Abstract

In the i.r. emission of ZnS:Cr crystals, a zero-phonon doublet at 5211 and 5216 cm -1 and a number of vibronie bands are resolved at T ≈ 4 K. The T d symmetry of the crystal field at the Cr 2+ ion on a Zn lattice site is reduced to D 2d by a static Jahn-Teller effect. Differences in the vibronie structures of absorption and emission indicate prevalence of quasi-local vibrations in the spectra. An exponential decay of the i.r. luminescence in the μs range yields an oscillator strength f = 6×10 -4 (T = 4K) in accordance with selection rule reasoning for the radiative transition 5 A 1 ( 5 E)→ 5 B 2 ( 5 T 2 ).
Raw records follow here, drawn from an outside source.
//! Query resolution over the catalog.
//!
//! A query is resolved in three tiers, stopping at the first that yields
//! anything:
//!
//! 1. **Exact**: the query is a catalog key, verbatim.
//! 2. **Prefix**: the key, bare id or display name starts with the query
//!    (case-insensitive). Results keep catalog order.
//! 3. **Fuzzy**: token match against the term index, ranked by relevance with
//!    name matches boosted. Equal scores keep catalog order.
//!
//! A blank query resolves to the whole catalog.

mod index;

pub use index::{Field, MatchOptions, TermIndex, levenshtein, tokenize};

use crate::{
    catalog::{Catalog, NormalizedModel},
    config::SearchConfig,
    observability::Verbosity,
};

/// Which tier produced a result.
#[derive(Debug, Clone, Copy, PartialEq, Eq)]
pub enum MatchTier {
    /// Blank query: every model in catalog order.
    All,
    Exact,
    Prefix,
    Fuzzy,
    /// No tier matched.
    None,
}

/// Models matched by one query, best first.
#[derive(Debug, Clone)]
pub struct SearchResult<'c> {
    pub tier: MatchTier,
    pub models: Vec<&'c NormalizedModel>,
}

impl<'c> SearchResult<'c> {
    pub fn is_empty(&self) -> bool {
        self.models.is_empty()
    }

    pub fn len(&self) -> usize {
        self.models.len()
    }
}

/// Search index built once per run over a read-only catalog.
pub struct SearchIndex<'c> {
    catalog: &'c Catalog,
    terms: TermIndex,
    options: MatchOptions,
    verbosity: Verbosity,
}

impl<'c> SearchIndex<'c> {
    pub fn build(catalog: &'c Catalog, config: &SearchConfig, verbosity: Verbosity) -> Self {
        let terms = TermIndex::build(catalog);

        tracing::debug!(
            models = catalog.len(),
            terms = terms.term_count(),
            "Search index built"
        );
        if verbosity.explains() {
            let sample: Vec<&str> = catalog.iter().take(3).map(|m| m.key.as_str()).collect();
            tracing::trace!(?sample, "Sample models indexed");
        }

        Self {
            catalog,
            terms,
            options: MatchOptions {
                prefix: config.prefix,
                fuzzy: config.fuzzy,
                max_fuzzy: config.max_fuzzy,
                name_boost: config.name_boost,
            },
            verbosity,
        }
    }

    pub fn catalog(&self) -> &'c Catalog {
        self.catalog
    }

    /// Resolve a query. Never fails; no match is an empty result.
    pub fn search(&self, query: &str) -> SearchResult<'c> {
        let query = query.trim();

        let result = if query.is_empty() {
            SearchResult {
                tier: MatchTier::All,
                models: self.catalog.iter().collect(),
            }
        } else if let Some(model) = self.catalog.get(query) {
            SearchResult {
                tier: MatchTier::Exact,
                models: vec![model],
            }
        } else {
            let prefixed = self.prefix_matches(query);
            if !prefixed.is_empty() {
                SearchResult {
                    tier: MatchTier::Prefix,
                    models: prefixed,
                }
            } else {
                let ranked = self.fuzzy_matches(query);
                let tier = if ranked.is_empty() {
                    MatchTier::None
                } else {
                    MatchTier::Fuzzy
                };
                SearchResult {
                    tier,
                    models: ranked,
                }
            }
        };

        tracing::debug!(
            query,
            tier = ?result.tier,
            matches = result.len(),
            "Query resolved"
        );
        result
    }

    fn prefix_matches(&self, query: &str) -> Vec<&'c NormalizedModel> {
        let needle = query.to_lowercase();
        self.catalog
            .iter()
            .filter(|model| {
                [&model.key, &model.id, &model.name]
                    .iter()
                    .any(|candidate| candidate.to_lowercase().starts_with(&needle))
            })
            .collect()
    }

    fn fuzzy_matches(&self, query: &str) -> Vec<&'c NormalizedModel> {
        let mut scored: Vec<(usize, f64)> = self
            .terms
            .score(query, &self.options)
            .into_iter()
            .filter(|(_, score)| *score > 0.0)
            .collect();
        // Stable sort over ascending positions keeps catalog order on ties.
        scored.sort_by(|a, b| b.1.total_cmp(&a.1));

        let models = self.catalog.models();
        if self.verbosity.explains() {
            for (doc, score) in scored.iter().take(10) {
                tracing::trace!(key = %models[*doc].key, score, "Fuzzy candidate");
            }
        }

        scored.into_iter().map(|(doc, _)| &models[doc]).collect()
    }
}
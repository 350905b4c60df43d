//! Logging setup and the verbosity level threaded through a run.

mod tracing_init;

pub use tracing_init::*;

/// How much diagnostic output the user asked for with `--verbose [level]`.
///
/// Passed explicitly to tracing initialization and to the query pipeline
/// rather than kept as process-wide state.
#[derive(Debug, Clone, Copy, Default, PartialEq, Eq, PartialOrd, Ord)]
pub enum Verbosity {
    /// Only warnings and errors (or whatever the config file asks for).
    #[default]
    Quiet,
    /// Pipeline stage summaries.
    Debug,
    /// Per-model decisions: index samples, superseded versions.
    Trace,
}

impl Verbosity {
    /// Map a `--verbose` level; anything above 2 is treated as 2.
    pub fn from_level(level: u8) -> Self {
        match level {
            0 => Self::Quiet,
            1 => Self::Debug,
            _ => Self::Trace,
        }
    }

    /// Level applied to this crate's targets, if verbosity overrides config.
    pub fn crate_level(self) -> Option<&'static str> {
        match self {
            Self::Quiet => None,
            Self::Debug => Some("debug"),
            Self::Trace => Some("trace"),
        }
    }

    /// Whether stages should explain individual decisions.
    pub fn explains(self) -> bool {
        self >= Self::Trace
    }
}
By interrelating a fit of transmission spectra with excitation spectra of luminescence and photoconduction, the distance of the Cr 2+ centres from the conduction band edge is evaluated at 20700 cm -1 (T = 300 K). An irradiation of the crystals with photons of energies above this optical ionization threshold causes a sensitization for the Cr 2+ i.r. luminescence. Thus, apart from effects related to traps, a novel excitation band at 10500 cm -1 arises which is interpreted by the 6 A 1 ( 6 S)→ 4 T 1 ( 4 G) transition of Cr + centres. This transition terminates in a level degenerate with conduction band states so that free carriers will be released which, in turn, induce the Cr 2+ emission. Furthermore, at some of the crystals, the i.r. emission between 2500 and 3000 cm -1 of Fe 2+ centres is recorded with the best resolution obtained so far.